◆ The problem
Among the entries below, count the lines that contain the word "Sets". Respond with the count only.

(Input data)

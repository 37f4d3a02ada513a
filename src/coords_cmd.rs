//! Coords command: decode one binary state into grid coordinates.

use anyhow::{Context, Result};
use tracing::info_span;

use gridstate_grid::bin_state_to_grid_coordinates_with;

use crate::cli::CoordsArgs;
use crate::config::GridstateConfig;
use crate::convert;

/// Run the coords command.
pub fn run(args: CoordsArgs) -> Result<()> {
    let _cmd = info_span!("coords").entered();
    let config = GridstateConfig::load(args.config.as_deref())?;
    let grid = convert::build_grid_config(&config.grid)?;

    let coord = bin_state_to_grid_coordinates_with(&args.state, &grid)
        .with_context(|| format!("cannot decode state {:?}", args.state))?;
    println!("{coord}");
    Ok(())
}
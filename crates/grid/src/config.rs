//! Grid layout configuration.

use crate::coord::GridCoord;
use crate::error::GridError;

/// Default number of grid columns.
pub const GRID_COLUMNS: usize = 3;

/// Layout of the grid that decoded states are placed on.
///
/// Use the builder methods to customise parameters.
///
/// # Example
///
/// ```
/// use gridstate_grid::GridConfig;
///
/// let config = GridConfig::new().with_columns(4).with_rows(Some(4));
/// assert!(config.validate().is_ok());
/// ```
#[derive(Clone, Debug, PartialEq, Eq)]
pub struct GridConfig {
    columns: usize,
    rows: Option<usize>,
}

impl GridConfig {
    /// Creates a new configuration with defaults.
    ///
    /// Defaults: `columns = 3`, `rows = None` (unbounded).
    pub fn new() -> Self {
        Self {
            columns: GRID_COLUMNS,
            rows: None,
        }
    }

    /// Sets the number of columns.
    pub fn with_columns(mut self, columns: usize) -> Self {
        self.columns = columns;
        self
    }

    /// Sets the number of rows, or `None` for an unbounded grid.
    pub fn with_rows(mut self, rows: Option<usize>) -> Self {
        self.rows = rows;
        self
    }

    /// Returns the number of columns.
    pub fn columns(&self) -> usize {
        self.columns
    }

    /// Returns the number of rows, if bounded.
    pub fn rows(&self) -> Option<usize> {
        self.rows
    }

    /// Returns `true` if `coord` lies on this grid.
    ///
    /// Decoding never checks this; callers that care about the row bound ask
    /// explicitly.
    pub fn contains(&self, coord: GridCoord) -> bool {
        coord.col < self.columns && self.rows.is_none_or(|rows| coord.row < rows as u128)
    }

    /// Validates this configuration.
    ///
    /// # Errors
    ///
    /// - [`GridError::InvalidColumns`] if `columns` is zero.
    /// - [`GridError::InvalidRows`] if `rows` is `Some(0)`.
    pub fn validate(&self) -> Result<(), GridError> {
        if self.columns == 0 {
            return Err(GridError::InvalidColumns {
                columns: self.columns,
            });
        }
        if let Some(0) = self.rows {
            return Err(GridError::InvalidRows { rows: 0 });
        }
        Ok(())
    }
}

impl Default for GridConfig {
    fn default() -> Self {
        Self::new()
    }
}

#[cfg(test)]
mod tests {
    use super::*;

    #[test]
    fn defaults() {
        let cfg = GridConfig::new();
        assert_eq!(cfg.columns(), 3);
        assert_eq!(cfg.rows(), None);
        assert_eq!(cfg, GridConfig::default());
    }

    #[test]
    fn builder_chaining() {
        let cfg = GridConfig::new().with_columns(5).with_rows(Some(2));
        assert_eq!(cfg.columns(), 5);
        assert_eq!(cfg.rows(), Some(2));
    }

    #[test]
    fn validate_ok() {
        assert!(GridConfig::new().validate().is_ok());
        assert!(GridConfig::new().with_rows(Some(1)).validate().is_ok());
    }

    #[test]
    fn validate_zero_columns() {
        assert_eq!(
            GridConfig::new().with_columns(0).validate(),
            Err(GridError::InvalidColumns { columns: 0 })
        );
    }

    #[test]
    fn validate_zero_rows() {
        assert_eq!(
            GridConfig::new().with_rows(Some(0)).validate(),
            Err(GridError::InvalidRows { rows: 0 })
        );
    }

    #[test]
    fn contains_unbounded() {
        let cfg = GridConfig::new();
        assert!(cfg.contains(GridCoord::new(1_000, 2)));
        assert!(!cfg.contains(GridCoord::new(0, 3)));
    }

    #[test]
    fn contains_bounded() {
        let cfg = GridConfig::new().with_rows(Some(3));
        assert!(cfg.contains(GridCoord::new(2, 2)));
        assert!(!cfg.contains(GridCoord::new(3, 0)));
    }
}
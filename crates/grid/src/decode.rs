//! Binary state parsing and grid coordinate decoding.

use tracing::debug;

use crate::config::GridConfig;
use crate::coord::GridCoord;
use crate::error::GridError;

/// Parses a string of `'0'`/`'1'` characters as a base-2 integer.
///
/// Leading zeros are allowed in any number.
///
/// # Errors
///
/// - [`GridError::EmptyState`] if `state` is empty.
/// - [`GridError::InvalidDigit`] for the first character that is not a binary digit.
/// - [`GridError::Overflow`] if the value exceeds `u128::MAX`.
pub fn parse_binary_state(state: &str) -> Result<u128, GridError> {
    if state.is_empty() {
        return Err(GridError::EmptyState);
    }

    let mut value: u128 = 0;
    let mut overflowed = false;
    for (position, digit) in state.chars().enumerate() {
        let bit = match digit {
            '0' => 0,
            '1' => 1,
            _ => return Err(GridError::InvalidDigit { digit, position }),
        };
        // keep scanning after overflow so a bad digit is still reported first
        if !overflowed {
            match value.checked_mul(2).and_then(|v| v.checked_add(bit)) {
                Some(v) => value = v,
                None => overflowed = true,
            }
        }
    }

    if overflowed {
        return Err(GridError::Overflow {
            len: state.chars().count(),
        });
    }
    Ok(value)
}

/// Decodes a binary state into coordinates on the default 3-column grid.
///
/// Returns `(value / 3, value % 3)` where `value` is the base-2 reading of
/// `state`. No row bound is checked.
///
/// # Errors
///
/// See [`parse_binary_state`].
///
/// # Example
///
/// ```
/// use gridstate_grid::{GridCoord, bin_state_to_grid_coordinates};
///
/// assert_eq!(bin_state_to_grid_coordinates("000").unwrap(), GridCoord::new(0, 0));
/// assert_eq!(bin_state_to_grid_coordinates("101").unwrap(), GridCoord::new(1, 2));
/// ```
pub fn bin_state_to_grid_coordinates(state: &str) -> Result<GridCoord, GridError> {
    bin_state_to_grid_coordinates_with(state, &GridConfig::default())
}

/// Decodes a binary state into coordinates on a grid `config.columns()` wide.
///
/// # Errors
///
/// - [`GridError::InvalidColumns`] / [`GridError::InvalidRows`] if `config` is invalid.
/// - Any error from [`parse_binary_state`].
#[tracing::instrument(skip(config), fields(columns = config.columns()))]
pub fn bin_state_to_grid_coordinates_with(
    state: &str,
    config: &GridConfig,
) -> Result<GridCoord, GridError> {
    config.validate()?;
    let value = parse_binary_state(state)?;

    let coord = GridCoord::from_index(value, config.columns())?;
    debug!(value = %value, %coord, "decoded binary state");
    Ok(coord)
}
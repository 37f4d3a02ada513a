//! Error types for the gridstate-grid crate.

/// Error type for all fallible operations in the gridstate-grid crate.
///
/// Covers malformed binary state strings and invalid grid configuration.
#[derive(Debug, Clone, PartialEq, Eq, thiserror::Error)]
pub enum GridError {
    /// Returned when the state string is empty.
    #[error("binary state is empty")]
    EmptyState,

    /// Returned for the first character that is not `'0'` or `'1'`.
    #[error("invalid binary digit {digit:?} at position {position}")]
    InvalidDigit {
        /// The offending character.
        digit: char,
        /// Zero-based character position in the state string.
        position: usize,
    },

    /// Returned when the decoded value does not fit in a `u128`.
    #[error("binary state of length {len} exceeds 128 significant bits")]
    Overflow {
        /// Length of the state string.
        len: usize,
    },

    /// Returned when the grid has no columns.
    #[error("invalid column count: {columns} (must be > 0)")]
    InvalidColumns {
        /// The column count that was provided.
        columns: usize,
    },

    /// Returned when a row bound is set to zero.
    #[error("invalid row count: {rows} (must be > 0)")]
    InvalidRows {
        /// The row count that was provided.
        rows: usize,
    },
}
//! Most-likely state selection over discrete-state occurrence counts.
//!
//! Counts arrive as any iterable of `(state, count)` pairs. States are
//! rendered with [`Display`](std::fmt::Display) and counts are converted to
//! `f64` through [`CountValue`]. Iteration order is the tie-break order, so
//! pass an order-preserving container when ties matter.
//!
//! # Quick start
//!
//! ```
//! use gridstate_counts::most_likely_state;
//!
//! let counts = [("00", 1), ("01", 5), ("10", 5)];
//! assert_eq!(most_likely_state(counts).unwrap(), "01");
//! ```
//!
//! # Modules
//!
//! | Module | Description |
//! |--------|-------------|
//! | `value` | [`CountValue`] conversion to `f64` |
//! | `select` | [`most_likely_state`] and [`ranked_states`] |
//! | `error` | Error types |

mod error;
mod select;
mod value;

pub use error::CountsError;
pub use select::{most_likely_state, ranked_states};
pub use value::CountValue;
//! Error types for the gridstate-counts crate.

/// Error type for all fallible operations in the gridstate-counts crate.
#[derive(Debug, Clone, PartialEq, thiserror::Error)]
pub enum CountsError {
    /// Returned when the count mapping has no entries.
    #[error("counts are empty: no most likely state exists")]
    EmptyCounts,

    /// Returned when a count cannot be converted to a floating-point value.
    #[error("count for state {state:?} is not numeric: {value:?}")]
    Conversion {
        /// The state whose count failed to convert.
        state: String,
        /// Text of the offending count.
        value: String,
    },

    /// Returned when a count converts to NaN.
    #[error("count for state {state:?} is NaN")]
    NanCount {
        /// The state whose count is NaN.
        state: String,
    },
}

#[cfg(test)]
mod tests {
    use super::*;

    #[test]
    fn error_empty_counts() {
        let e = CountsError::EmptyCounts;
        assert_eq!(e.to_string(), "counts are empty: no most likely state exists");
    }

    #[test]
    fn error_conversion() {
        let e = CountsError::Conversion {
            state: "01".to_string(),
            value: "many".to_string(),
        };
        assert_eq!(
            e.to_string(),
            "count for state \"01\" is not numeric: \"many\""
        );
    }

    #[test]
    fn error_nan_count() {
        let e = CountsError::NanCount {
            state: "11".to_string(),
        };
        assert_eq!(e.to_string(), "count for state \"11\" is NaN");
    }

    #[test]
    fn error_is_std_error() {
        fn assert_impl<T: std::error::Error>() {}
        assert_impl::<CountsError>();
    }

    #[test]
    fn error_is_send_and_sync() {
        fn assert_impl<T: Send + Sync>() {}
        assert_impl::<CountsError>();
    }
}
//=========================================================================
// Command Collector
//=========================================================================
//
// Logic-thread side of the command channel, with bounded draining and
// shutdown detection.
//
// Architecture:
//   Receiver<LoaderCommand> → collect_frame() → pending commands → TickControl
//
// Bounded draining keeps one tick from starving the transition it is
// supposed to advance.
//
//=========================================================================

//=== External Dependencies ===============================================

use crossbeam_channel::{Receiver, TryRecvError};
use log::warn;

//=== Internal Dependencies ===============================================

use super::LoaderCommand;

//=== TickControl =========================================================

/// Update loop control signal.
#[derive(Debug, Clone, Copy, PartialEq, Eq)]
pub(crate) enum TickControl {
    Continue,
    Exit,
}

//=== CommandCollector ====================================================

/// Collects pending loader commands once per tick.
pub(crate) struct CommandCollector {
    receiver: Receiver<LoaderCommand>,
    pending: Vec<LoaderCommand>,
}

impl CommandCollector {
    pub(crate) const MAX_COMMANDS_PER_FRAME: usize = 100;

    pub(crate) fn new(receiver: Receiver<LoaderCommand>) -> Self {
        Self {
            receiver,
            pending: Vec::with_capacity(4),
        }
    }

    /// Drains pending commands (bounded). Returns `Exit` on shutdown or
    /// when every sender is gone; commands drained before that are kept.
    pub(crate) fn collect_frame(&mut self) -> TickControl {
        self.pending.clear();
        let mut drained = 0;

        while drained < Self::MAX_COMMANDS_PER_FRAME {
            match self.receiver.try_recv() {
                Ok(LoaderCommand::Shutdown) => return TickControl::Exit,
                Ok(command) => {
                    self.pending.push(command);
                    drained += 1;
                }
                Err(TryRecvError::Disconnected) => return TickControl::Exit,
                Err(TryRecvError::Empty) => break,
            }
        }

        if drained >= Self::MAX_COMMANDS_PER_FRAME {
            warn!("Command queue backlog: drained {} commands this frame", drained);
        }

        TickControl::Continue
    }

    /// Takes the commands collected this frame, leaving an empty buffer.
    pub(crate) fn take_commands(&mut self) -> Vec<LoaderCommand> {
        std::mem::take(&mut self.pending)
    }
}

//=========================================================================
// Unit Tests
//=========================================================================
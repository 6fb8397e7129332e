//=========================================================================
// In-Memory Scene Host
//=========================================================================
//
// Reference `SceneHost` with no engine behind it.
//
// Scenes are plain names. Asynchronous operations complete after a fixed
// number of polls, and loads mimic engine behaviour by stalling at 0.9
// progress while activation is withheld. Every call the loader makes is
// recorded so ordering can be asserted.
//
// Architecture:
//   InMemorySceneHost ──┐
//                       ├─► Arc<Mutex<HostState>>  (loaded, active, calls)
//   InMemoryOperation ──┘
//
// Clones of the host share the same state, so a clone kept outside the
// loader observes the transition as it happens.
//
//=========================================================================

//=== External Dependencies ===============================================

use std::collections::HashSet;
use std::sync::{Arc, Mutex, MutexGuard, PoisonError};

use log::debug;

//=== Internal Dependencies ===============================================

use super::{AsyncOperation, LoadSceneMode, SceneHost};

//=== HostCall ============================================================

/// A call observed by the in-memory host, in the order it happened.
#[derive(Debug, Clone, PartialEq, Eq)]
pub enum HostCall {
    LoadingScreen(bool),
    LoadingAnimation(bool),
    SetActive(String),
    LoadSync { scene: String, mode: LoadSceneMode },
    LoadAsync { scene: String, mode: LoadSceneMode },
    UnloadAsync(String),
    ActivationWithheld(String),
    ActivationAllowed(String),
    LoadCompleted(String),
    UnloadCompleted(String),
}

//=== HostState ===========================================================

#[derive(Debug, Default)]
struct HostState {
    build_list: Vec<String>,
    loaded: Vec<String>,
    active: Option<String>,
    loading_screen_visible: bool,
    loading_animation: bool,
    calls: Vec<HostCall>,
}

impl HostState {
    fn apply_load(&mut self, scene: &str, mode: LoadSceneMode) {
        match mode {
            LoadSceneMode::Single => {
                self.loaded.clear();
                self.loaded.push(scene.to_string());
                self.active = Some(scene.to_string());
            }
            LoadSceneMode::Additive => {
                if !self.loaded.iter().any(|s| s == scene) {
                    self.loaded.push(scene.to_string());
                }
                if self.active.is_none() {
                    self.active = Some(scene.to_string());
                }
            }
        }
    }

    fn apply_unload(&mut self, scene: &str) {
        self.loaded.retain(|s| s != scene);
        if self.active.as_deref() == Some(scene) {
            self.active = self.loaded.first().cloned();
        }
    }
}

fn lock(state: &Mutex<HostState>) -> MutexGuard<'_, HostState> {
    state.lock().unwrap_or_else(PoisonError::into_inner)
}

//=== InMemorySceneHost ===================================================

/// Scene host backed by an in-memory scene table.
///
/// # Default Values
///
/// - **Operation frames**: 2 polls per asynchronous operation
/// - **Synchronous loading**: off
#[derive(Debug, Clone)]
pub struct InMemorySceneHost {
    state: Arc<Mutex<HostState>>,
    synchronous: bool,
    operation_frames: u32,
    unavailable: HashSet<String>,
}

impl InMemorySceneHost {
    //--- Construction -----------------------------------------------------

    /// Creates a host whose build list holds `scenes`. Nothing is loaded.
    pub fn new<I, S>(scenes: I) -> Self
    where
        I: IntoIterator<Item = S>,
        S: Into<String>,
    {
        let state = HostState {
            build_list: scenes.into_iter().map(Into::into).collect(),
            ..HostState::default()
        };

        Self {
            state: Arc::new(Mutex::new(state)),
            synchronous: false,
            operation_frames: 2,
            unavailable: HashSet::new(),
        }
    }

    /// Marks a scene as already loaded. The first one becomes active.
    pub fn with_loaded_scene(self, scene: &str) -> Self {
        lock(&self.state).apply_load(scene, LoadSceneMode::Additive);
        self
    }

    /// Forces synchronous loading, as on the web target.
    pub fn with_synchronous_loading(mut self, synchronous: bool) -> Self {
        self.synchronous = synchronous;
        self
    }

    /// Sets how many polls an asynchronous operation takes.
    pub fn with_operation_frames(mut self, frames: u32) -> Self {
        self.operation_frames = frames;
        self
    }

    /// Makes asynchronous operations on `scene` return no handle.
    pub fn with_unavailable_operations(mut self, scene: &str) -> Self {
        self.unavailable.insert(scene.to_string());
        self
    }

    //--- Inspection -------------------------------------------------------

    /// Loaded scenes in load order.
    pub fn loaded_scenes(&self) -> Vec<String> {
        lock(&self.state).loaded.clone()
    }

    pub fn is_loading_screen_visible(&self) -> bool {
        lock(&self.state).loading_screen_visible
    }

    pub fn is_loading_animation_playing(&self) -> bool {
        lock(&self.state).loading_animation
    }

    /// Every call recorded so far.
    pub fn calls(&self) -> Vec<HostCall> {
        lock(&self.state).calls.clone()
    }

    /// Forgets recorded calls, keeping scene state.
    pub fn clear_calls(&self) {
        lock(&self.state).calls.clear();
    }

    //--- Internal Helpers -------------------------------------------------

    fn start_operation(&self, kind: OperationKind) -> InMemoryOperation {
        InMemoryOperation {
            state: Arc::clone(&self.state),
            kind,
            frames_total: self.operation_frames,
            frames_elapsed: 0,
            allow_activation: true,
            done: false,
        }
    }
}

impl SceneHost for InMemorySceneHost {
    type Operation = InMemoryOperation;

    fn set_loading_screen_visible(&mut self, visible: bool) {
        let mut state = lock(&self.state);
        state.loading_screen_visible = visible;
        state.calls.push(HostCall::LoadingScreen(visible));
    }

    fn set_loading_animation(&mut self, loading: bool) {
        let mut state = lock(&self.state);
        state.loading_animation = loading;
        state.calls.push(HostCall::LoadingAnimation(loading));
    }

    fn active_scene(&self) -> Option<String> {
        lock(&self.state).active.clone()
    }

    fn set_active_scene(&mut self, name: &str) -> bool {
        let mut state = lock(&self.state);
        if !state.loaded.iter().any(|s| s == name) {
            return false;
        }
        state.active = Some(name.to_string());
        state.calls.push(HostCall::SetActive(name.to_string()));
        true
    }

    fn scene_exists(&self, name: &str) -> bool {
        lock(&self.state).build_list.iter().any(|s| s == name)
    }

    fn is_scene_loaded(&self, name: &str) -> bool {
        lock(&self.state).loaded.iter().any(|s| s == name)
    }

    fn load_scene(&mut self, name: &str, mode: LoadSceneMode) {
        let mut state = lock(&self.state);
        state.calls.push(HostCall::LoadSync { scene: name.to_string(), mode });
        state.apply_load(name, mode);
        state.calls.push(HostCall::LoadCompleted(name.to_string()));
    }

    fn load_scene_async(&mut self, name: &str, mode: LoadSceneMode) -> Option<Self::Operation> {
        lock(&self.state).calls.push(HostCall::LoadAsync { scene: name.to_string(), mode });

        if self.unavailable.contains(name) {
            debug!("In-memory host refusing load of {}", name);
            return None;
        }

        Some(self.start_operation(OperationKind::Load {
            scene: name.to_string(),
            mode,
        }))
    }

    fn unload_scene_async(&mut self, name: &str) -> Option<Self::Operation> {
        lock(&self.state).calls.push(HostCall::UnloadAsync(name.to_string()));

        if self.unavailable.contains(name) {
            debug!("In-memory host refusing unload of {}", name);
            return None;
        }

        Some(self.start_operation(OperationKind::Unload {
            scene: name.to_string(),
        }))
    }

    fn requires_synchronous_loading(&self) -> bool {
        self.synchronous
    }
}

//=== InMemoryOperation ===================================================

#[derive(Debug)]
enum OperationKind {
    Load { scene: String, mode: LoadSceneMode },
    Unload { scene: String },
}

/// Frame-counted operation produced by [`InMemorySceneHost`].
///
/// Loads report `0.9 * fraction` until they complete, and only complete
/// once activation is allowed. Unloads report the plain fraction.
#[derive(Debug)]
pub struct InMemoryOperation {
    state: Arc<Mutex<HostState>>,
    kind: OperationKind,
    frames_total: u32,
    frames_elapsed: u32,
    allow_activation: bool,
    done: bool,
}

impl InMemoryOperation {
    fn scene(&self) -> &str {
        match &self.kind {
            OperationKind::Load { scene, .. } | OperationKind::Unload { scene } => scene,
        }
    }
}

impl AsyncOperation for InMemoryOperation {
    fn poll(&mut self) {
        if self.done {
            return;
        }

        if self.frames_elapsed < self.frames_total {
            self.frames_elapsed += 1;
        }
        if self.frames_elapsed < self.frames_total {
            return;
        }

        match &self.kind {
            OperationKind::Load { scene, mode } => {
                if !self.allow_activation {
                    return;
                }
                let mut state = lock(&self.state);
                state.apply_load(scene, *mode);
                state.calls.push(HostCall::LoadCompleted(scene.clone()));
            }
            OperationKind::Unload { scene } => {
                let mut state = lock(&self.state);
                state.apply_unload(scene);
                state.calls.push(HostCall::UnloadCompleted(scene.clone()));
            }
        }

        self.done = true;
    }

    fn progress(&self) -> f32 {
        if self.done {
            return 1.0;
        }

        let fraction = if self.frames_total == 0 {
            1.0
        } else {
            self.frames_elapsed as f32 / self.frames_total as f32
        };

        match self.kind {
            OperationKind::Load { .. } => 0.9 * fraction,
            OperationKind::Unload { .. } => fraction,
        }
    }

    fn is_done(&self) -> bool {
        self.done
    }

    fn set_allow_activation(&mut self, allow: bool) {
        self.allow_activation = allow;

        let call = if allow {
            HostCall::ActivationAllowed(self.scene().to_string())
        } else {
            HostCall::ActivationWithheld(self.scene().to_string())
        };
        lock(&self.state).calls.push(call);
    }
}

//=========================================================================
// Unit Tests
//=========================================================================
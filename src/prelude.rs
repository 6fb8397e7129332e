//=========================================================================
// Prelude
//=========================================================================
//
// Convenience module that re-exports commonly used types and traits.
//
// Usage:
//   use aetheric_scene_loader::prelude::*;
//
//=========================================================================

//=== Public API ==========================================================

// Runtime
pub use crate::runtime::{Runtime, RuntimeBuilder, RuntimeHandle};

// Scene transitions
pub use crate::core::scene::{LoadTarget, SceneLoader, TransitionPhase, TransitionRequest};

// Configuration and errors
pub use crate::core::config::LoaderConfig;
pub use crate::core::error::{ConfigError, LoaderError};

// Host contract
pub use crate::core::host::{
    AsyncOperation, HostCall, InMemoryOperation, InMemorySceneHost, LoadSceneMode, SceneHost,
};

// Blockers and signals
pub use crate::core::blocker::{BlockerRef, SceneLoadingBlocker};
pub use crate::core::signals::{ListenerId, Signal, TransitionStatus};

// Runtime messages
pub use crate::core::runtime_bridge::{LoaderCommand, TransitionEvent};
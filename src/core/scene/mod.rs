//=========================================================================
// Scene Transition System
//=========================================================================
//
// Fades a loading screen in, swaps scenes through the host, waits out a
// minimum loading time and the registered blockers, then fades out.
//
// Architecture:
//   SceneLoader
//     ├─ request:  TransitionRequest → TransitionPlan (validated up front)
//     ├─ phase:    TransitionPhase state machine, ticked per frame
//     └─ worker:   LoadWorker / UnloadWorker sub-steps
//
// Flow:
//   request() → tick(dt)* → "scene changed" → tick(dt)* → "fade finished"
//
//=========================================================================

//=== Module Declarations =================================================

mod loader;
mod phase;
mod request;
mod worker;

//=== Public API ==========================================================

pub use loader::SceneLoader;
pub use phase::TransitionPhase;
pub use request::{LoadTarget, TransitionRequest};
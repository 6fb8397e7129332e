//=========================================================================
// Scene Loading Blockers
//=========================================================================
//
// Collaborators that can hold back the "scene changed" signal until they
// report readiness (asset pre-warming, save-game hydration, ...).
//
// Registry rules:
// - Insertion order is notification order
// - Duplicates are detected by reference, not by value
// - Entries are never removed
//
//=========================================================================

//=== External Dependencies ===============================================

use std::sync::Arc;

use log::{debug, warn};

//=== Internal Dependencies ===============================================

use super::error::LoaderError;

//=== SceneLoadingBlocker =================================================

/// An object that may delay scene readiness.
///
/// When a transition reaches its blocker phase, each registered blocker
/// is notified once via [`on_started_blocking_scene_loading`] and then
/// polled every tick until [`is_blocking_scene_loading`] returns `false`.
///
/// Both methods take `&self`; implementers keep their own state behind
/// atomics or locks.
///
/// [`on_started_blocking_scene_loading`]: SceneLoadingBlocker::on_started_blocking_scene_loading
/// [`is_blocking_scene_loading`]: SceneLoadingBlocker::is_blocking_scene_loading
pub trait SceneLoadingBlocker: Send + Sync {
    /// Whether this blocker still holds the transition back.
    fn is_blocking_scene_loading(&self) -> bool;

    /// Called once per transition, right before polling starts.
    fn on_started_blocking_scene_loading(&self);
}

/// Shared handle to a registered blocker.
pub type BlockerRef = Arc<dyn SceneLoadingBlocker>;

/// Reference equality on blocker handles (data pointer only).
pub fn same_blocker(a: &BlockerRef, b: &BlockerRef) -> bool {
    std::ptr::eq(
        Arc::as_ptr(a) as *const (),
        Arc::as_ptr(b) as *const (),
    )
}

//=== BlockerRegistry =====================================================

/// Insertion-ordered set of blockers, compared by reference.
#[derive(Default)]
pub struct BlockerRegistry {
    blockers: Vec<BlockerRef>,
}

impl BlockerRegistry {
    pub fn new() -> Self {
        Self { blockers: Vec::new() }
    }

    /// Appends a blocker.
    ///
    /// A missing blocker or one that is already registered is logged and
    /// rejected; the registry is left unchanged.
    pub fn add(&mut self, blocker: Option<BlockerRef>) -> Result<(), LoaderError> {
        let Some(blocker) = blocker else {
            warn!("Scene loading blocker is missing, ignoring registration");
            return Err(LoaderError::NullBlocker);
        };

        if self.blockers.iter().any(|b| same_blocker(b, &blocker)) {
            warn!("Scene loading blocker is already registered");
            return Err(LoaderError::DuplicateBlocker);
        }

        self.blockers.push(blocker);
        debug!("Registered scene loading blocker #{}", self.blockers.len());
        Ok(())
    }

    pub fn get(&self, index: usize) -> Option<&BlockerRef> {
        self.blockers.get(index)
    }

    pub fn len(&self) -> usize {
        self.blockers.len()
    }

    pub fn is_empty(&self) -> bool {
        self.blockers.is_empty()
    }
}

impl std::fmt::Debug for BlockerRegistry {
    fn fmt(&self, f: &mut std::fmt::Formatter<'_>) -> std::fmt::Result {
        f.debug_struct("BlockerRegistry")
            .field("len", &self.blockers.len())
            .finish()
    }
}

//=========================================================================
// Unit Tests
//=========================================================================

(End Input data)

◆ Exercise result
3